Het Nationaal Groeifonds kan helpen om de Nederlandse productiviteitsgroei weer op de rails te krijgen. Dit fonds is opgericht door het kabinet Rutte III en stelt 20 miljard euro beschikbaar voor de komende vijf jaar (2021-2026). Het is bedoeld voor investeringen op het gebied van infrastructuur, duurzaamheid, kennis, innovatie en research & development (R&D).
R&D: ruimte voor verbetering
Vooral op het gebied van R&D kan Nederland duidelijk nog vooruitgang boeken. De R&D-investeringen door het bedrijfsleven en publieke kennisinstellingen lopen namelijk fors achter op die van meer kennisintensieve landen. Deze landen investeren, in lijn met de R&D-doelstelling van de Europese Commissie (Europese Commissie, 2020), gemiddeld 3 procent van het bruto binnenlands product (bbp) aan R&D; Nederland zit net iets boven de 2 procent.

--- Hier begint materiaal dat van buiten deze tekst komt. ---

use anyhow::Result;
use sqlx::SqlitePool;

use crate::config::Config;
use crate::db;

pub async fn run_migrations(config: &Config) -> Result<()> {
    let pool = db::connect(config).await?;
    create_schema(&pool).await?;
    pool.close().await;
    Ok(())
}

/// Create all tables and indexes. Idempotent.
pub async fn create_schema(pool: &SqlitePool) -> Result<()> {
    sqlx::query(
        r#"
        CREATE TABLE IF NOT EXISTS topics (
            id INTEGER PRIMARY KEY AUTOINCREMENT,
            name TEXT NOT NULL UNIQUE,
            document_count INTEGER NOT NULL DEFAULT 0
        )
        "#,
    )
    .execute(pool)
    .await?;

    // Titles are unique store-wide, not per topic
    sqlx::query(
        r#"
        CREATE TABLE IF NOT EXISTS documents (
            id INTEGER PRIMARY KEY AUTOINCREMENT,
            topic_id INTEGER NOT NULL,
            title TEXT NOT NULL UNIQUE,
            text TEXT NOT NULL,
            pdf_link TEXT NOT NULL,
            authors TEXT NOT NULL,
            FOREIGN KEY (topic_id) REFERENCES topics(id)
        )
        "#,
    )
    .execute(pool)
    .await?;

    sqlx::query(
        r#"
        CREATE TABLE IF NOT EXISTS document_embeddings (
            document_id INTEGER PRIMARY KEY,
            model TEXT NOT NULL,
            dims INTEGER NOT NULL,
            content_hash TEXT NOT NULL,
            embedding BLOB NOT NULL,
            FOREIGN KEY (document_id) REFERENCES documents(id)
        )
        "#,
    )
    .execute(pool)
    .await?;

    sqlx::query("CREATE INDEX IF NOT EXISTS idx_documents_topic_id ON documents(topic_id)")
        .execute(pool)
        .await?;

    Ok(())
}
//! arXiv Atom feed client.
//!
//! Implements [`PaperSource`] against the arXiv export API:
//!
//! ```text
//! GET <base_url>?search_query=all:<topic>&start=<offset>&max_results=<n>
//! ```
//!
//! The client fails fast: a non-200 status becomes
//! [`SourceError::Status`] and nothing is retried.

use async_trait::async_trait;
use reqwest::StatusCode;
use serde::Deserialize;

use paperdesk_core::source::{PaperSource, RawEntry, SourceError};

use crate::config::SourceConfig;

#[derive(Debug, Deserialize)]
struct AtomFeed {
    #[serde(rename = "entry", default)]
    entries: Vec<AtomEntry>,
}

#[derive(Debug, Deserialize)]
struct AtomEntry {
    id: String,
    title: String,
    #[serde(default)]
    summary: String,
    #[serde(rename = "author", default)]
    authors: Vec<AtomAuthor>,
}

#[derive(Debug, Deserialize)]
struct AtomAuthor {
    name: String,
}

/// Client for the arXiv query API.
pub struct ArxivClient {
    client: reqwest::Client,
    base_url: String,
}

impl ArxivClient {
    pub fn new(base_url: impl Into<String>) -> anyhow::Result<Self> {
        let client = reqwest::Client::builder()
            .user_agent(concat!("paperdesk/", env!("CARGO_PKG_VERSION")))
            .build()?;
        Ok(Self {
            client,
            base_url: base_url.into(),
        })
    }

    pub fn from_config(config: &SourceConfig) -> anyhow::Result<Self> {
        Self::new(config.base_url.clone())
    }
}

#[async_trait]
impl PaperSource for ArxivClient {
    async fn fetch_page(
        &self,
        topic: &str,
        start: usize,
        max_results: usize,
    ) -> Result<Vec<RawEntry>, SourceError> {
        let url = reqwest::Url::parse_with_params(
            &self.base_url,
            &[
                ("search_query", format!("all:{}", topic)),
                ("start", start.to_string()),
                ("max_results", max_results.to_string()),
            ],
        )
        .map_err(|e| SourceError::Transport(e.to_string()))?;

        tracing::debug!(%url, "querying arXiv");

        let response = self
            .client
            .get(url)
            .send()
            .await
            .map_err(|e| SourceError::Transport(e.to_string()))?;

        let status = response.status();
        if status != StatusCode::OK {
            return Err(SourceError::Status(status.as_u16()));
        }

        let body = response
            .text()
            .await
            .map_err(|e| SourceError::Transport(e.to_string()))?;

        parse_feed(&body)
    }

    fn name(&self) -> &str {
        "arxiv"
    }
}

/// Parse an Atom feed body into raw entries.
///
/// Runs of whitespace (arXiv wraps long titles and abstracts) collapse to a
/// single space.
pub fn parse_feed(body: &str) -> Result<Vec<RawEntry>, SourceError> {
    let feed: AtomFeed =
        quick_xml::de::from_str(body).map_err(|e| SourceError::Parse(e.to_string()))?;

    Ok(feed
        .entries
        .into_iter()
        .map(|entry| RawEntry {
            id: entry.id.trim().to_string(),
            title: collapse_ws(&entry.title),
            summary: collapse_ws(&entry.summary),
            authors: entry
                .authors
                .into_iter()
                .map(|a| collapse_ws(&a.name))
                .filter(|name| !name.is_empty())
                .collect(),
        })
        .collect())
}

fn collapse_ws(s: &str) -> String {
    s.split_whitespace().collect::<Vec<_>>().join(" ")
}
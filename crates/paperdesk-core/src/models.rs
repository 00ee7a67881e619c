//! Core data models shared across Paperdesk.
//!
//! [`PaperRecord`] is what the source client produces and what the JSON
//! interchange files contain. [`Topic`] and [`Document`] are the stored
//! shapes returned by a [`Store`](crate::store::Store).

use serde::{Deserialize, Serialize};

/// A normalized paper that has not been stored yet.
///
/// Serialized as `{title, text, pdf_link, authors: [string]}`, which is
/// also the interchange file format.
#[derive(Debug, Clone, PartialEq, Eq, Serialize, Deserialize)]
pub struct PaperRecord {
    pub title: String,
    /// `title + ". " + summary`.
    pub text: String,
    pub pdf_link: String,
    pub authors: Vec<String>,
}

impl PaperRecord {
    /// Authors as stored in the `documents.authors` column.
    pub fn authors_joined(&self) -> String {
        self.authors.join(", ")
    }
}

/// A research subject that documents are grouped under.
#[derive(Debug, Clone, PartialEq, Eq, Serialize)]
pub struct Topic {
    pub id: i64,
    /// Normalized name (see [`normalize_topic`]).
    pub name: String,
    /// Number of distinct documents inserted under this topic.
    pub document_count: i64,
}

/// A stored document. Immutable once created.
#[derive(Debug, Clone, PartialEq, Eq, Serialize)]
pub struct Document {
    pub id: i64,
    pub topic_id: i64,
    pub title: String,
    pub text: String,
    pub pdf_link: String,
    /// Author list joined with `", "`.
    pub authors: String,
}

impl Document {
    /// Convert back into the interchange shape.
    pub fn to_record(&self) -> PaperRecord {
        let authors = self
            .authors
            .split(", ")
            .map(|a| a.trim())
            .filter(|a| !a.is_empty())
            .map(|a| a.to_string())
            .collect();
        PaperRecord {
            title: self.title.clone(),
            text: self.text.clone(),
            pdf_link: self.pdf_link.clone(),
            authors,
        }
    }
}

/// Result of [`Store::add_document`](crate::store::Store::add_document).
#[derive(Debug, Clone, PartialEq, Eq)]
pub enum AddOutcome {
    /// A new row was written and the topic count incremented.
    Inserted(Document),
    /// A document with the same title already existed; nothing changed.
    Existing(Document),
}

impl AddOutcome {
    pub fn document(&self) -> &Document {
        match self {
            AddOutcome::Inserted(doc) | AddOutcome::Existing(doc) => doc,
        }
    }

    pub fn is_inserted(&self) -> bool {
        matches!(self, AddOutcome::Inserted(_))
    }
}

/// Normalize a topic name: trim surrounding whitespace and lowercase.
///
/// Idempotent, so `normalize_topic(normalize_topic(t)) == normalize_topic(t)`.
pub fn normalize_topic(topic: &str) -> String {
    topic.trim().to_lowercase()
}

#[cfg(test)]
mod tests {
    use super::*;

    #[test]
    fn test_normalize_topic() {
        assert_eq!(normalize_topic(" Deep Learning "), "deep learning");
        assert_eq!(normalize_topic("deep learning"), "deep learning");
        assert_eq!(normalize_topic("\tAI\n"), "ai");
    }

    #[test]
    fn test_normalize_topic_idempotent() {
        let once = normalize_topic("  Neural  Networks ");
        assert_eq!(normalize_topic(&once), once);
    }

    #[test]
    fn test_document_to_record_splits_authors() {
        let doc = Document {
            id: 1,
            topic_id: 1,
            title: "T".to_string(),
            text: "T. S".to_string(),
            pdf_link: "http://arxiv.org/pdf/1.pdf".to_string(),
            authors: "Ada Lovelace, Alan Turing".to_string(),
        };
        let record = doc.to_record();
        assert_eq!(record.authors, vec!["Ada Lovelace", "Alan Turing"]);
        assert_eq!(record.authors_joined(), doc.authors);
    }

    #[test]
    fn test_author_with_inner_comma_survives_round_trip() {
        let record = PaperRecord {
            title: "T".to_string(),
            text: "T. S".to_string(),
            pdf_link: "http://arxiv.org/pdf/1.pdf".to_string(),
            authors: vec!["Chen,Wei".to_string(), "Grace Hopper".to_string()],
        };
        let doc = Document {
            id: 1,
            topic_id: 1,
            title: record.title.clone(),
            text: record.text.clone(),
            pdf_link: record.pdf_link.clone(),
            authors: record.authors_joined(),
        };
        assert_eq!(doc.to_record(), record);
    }

    #[test]
    fn test_record_json_shape() {
        let record = PaperRecord {
            title: "A".to_string(),
            text: "A. b".to_string(),
            pdf_link: "http://arxiv.org/pdf/x.pdf".to_string(),
            authors: vec!["X".to_string()],
        };
        let value = serde_json::to_value(&record).unwrap();
        assert_eq!(
            value,
            serde_json::json!({
                "title": "A",
                "text": "A. b",
                "pdf_link": "http://arxiv.org/pdf/x.pdf",
                "authors": ["X"]
            })
        );
    }
}
//! Text generation providers.
//!
//! Concrete [`TextGenerator`]s behind `[generation] provider`:
//! - **[`DisabledGenerator`]**: returns errors.
//! - **[`OpenAiGenerator`]**: OpenAI-compatible `POST /chat/completions`.
//! - **[`OllamaGenerator`]**: Ollama `POST /api/generate` (non-streaming).
//!
//! Neither HTTP API exposes beam search, so `num_beams` is accepted and
//! logged but has no effect on the request.

use anyhow::{anyhow, bail, Result};
use async_trait::async_trait;
use std::sync::Arc;
use std::time::Duration;

use paperdesk_core::generation::{GenerationParams, TextGenerator};

use crate::config::GenerationConfig;
use crate::retry::post_json;

const OPENAI_BASE_URL: &str = "https://api.openai.com/v1";
const OLLAMA_BASE_URL: &str = "http://localhost:11434";

fn http_client(config: &GenerationConfig) -> Result<reqwest::Client> {
    Ok(reqwest::Client::builder()
        .timeout(Duration::from_secs(config.timeout_secs))
        .build()?)
}

fn required_model(config: &GenerationConfig, provider: &str) -> Result<String> {
    config
        .model
        .clone()
        .ok_or_else(|| anyhow!("generation.model required for {} provider", provider))
}

pub struct DisabledGenerator;

#[async_trait]
impl TextGenerator for DisabledGenerator {
    fn model_name(&self) -> &str {
        "disabled"
    }

    async fn generate(&self, _prompt: &str, _params: &GenerationParams) -> Result<String> {
        bail!("Generation provider is disabled. Set [generation] provider in the config file.")
    }
}

/// Generator using an OpenAI-compatible chat completions endpoint.
///
/// Requires the `OPENAI_API_KEY` environment variable.
pub struct OpenAiGenerator {
    client: reqwest::Client,
    base_url: String,
    api_key: String,
    model: String,
    max_retries: u32,
}

impl OpenAiGenerator {
    pub fn new(config: &GenerationConfig) -> Result<Self> {
        let api_key = std::env::var("OPENAI_API_KEY")
            .map_err(|_| anyhow!("OPENAI_API_KEY environment variable not set"))?;
        Self::with_api_key(config, api_key)
    }

    pub fn with_api_key(config: &GenerationConfig, api_key: String) -> Result<Self> {
        Ok(Self {
            client: http_client(config)?,
            base_url: config
                .url
                .clone()
                .unwrap_or_else(|| OPENAI_BASE_URL.to_string()),
            api_key,
            model: required_model(config, "OpenAI")?,
            max_retries: config.max_retries,
        })
    }
}

#[async_trait]
impl TextGenerator for OpenAiGenerator {
    fn model_name(&self) -> &str {
        &self.model
    }

    async fn generate(&self, prompt: &str, params: &GenerationParams) -> Result<String> {
        let model = params.model.as_deref().unwrap_or(&self.model);
        tracing::debug!(
            model,
            max_length = params.max_length,
            num_beams = params.num_beams,
            "generating"
        );

        let body = serde_json::json!({
            "model": model,
            "messages": [{"role": "user", "content": prompt}],
            "max_tokens": params.max_length,
        });
        let url = format!("{}/chat/completions", self.base_url.trim_end_matches('/'));
        let json = post_json(
            &self.client,
            &url,
            Some(&self.api_key),
            &body,
            self.max_retries,
            "OpenAI",
        )
        .await?;

        json.pointer("/choices/0/message/content")
            .and_then(|c| c.as_str())
            .map(|c| c.trim().to_string())
            .ok_or_else(|| anyhow!("Invalid OpenAI response: missing choices[0].message.content"))
    }
}

/// Generator using a local Ollama instance.
pub struct OllamaGenerator {
    client: reqwest::Client,
    url: String,
    model: String,
    max_retries: u32,
}

impl OllamaGenerator {
    pub fn new(config: &GenerationConfig) -> Result<Self> {
        Ok(Self {
            client: http_client(config)?,
            url: config
                .url
                .clone()
                .unwrap_or_else(|| OLLAMA_BASE_URL.to_string()),
            model: required_model(config, "Ollama")?,
            max_retries: config.max_retries,
        })
    }
}

#[async_trait]
impl TextGenerator for OllamaGenerator {
    fn model_name(&self) -> &str {
        &self.model
    }

    async fn generate(&self, prompt: &str, params: &GenerationParams) -> Result<String> {
        let model = params.model.as_deref().unwrap_or(&self.model);
        tracing::debug!(
            model,
            max_length = params.max_length,
            num_beams = params.num_beams,
            "generating"
        );

        let body = serde_json::json!({
            "model": model,
            "prompt": prompt,
            "stream": false,
            "options": { "num_predict": params.max_length },
        });
        let url = format!("{}/api/generate", self.url.trim_end_matches('/'));
        let json = post_json(&self.client, &url, None, &body, self.max_retries, "Ollama").await?;

        json.get("response")
            .and_then(|r| r.as_str())
            .map(|r| r.trim().to_string())
            .ok_or_else(|| anyhow!("Invalid Ollama response: missing response"))
    }
}

/// Build the [`TextGenerator`] named by `config.provider`.
pub fn create_generator(config: &GenerationConfig) -> Result<Arc<dyn TextGenerator>> {
    match config.provider.as_str() {
        "disabled" => Ok(Arc::new(DisabledGenerator)),
        "openai" => Ok(Arc::new(OpenAiGenerator::new(config)?)),
        "ollama" => Ok(Arc::new(OllamaGenerator::new(config)?)),
        other => bail!("Unknown generation provider: {}", other),
    }
}

#[cfg(test)]
mod tests {
    use super::*;
    use crate::retry::test_server::scripted;
    use axum::http::StatusCode;
    use serde_json::json;

    fn config(provider: &str, url: &str) -> GenerationConfig {
        GenerationConfig {
            provider: provider.to_string(),
            model: Some("small-model".to_string()),
            max_retries: 0,
            url: Some(url.to_string()),
            ..GenerationConfig::default()
        }
    }

    #[tokio::test]
    async fn test_disabled_generator_errors() {
        let generator = create_generator(&GenerationConfig::default()).unwrap();
        assert_eq!(generator.model_name(), "disabled");
        assert!(generator
            .generate("question: q context: c", &GenerationParams::default())
            .await
            .is_err());
    }

    #[tokio::test]
    async fn test_ollama_generate_request_shape() {
        let (base, requests) = scripted(
            "/api/generate",
            vec![(StatusCode::OK, json!({"response": "  Transformers.  ", "done": true}))],
        )
        .await;
        let generator = OllamaGenerator::new(&config("ollama", &base)).unwrap();

        let params = GenerationParams {
            max_length: 64,
            ..GenerationParams::default()
        };
        let answer = generator.generate("question: q context: c", &params).await.unwrap();

        assert_eq!(answer, "Transformers.");
        let requests = requests.lock().unwrap();
        assert_eq!(requests[0]["model"], "small-model");
        assert_eq!(requests[0]["stream"], false);
        assert_eq!(requests[0]["options"]["num_predict"], 64);
    }

    #[tokio::test]
    async fn test_openai_generate_uses_model_override() {
        let (base, requests) = scripted(
            "/chat/completions",
            vec![(
                StatusCode::OK,
                json!({"choices": [{"message": {"role": "assistant", "content": "An answer"}}]}),
            )],
        )
        .await;
        let generator =
            OpenAiGenerator::with_api_key(&config("openai", &base), "sk-test".to_string()).unwrap();

        let params = GenerationParams {
            model: Some("bigger-model".to_string()),
            ..GenerationParams::default()
        };
        let answer = generator.generate("question: q context: c", &params).await.unwrap();

        assert_eq!(answer, "An answer");
        let requests = requests.lock().unwrap();
        assert_eq!(requests[0]["model"], "bigger-model");
        assert_eq!(requests[0]["max_tokens"], 150);
        assert_eq!(requests[0]["messages"][0]["content"], "question: q context: c");
    }

    #[tokio::test]
    async fn test_openai_malformed_response() {
        let (base, _requests) =
            scripted("/chat/completions", vec![(StatusCode::OK, json!({"choices": []}))]).await;
        let generator =
            OpenAiGenerator::with_api_key(&config("openai", &base), "sk-test".to_string()).unwrap();
        assert!(generator
            .generate("p", &GenerationParams::default())
            .await
            .is_err());
    }
}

Maar de productiviteitsgroei aanjagen door de R&D-uitgaven op te krikken, is gemakkelijker gezegd dan gedaan. De Nederlandse economie kent relatief grote dienstensectoren, zoals de handel en logistiek, en dit zijn minder R&D-intensieve sectoren dan bijvoorbeeld segmenten in de hightechindustrie. Als we echter corrigeren voor de structuur van de Nederlandse economie blijkt dat er nog steeds ruimte is voor bedrijven om meer in R&D te investeren. Met name bedrijven in de chemie, de elektrotechniek en automotive investeren minder in R&D dan hun buitenlandse evenknie in dezelfde sector.
Wat levert het op?
Vraag is natuurlijk of extra R&D-investeringen nou ook wat opleveren. We hebben berekend dat het wegwerken van de R&D-achterstand door het bedrijfsleven de economische schade door de coronacrisis van nominaal 2.500 euro per Nederlander voor 40% teniet zou doen. Als ook de R&D-achterstand bij kennisinstellingen wordt ingelopen, wordt de economische schade zelfs bijna volledig teniet gedaan.
Het probleem is dat als de kosten hiervan (die iets meer dan 4 miljard per jaar bedragen) uit het Groeifonds worden gefinancierd de hele pot na vijf jaar leeg is. En zoals gezegd is het Groeifonds niet alleen bedoeld voor de financiering van R&D. Bovendien zakt de groei na de investeringsimpuls weer terug, want een stimulering voor vijf jaar zorgt slechts voor tijdelijke effecten. Een investering van structureel 4,5 miljard per jaar zou voldoende moeten zijn om Nederland echt te transformeren tot een kenniseconomie, waarmee de productiviteitsgroei langdurig toeneemt en Nederland écht sterker uit de crisis komt.
Alle partijen moeten bijdragen
Het Groeifonds is in zijn huidige omvang en vorm dus onvoldoende voor een structurele R&D-investering van 4,5 miljard per jaar. Maar zo’n investering is voor de Nederlandse samenleving toch niet te veel gevraagd? Het is evenveel als 50 Joint Strike Fighters, een halve kerncentrale, 45 kilometer snelweg of de hoeveelheid voedsel die in Nederland ieder jaar onnodig wordt weggegooid. En de overheid hoeft natuurlijk niet het hele bedrag zelf op te hoesten. Het bedrijfsleven kan ook een wezenlijke bijdrage leveren. Sommige politieke partijen realiseren zich inmiddels ook dat er meer geld nodig is voor kennis en onderzoek. Want uiteindelijk is het structureel versterken van de Nederlandse kenniseconomie een politieke keuze. Een keuze die meer dan de moeite waard is.
Eerder verschenen bij RTL Nieuws - Opinie.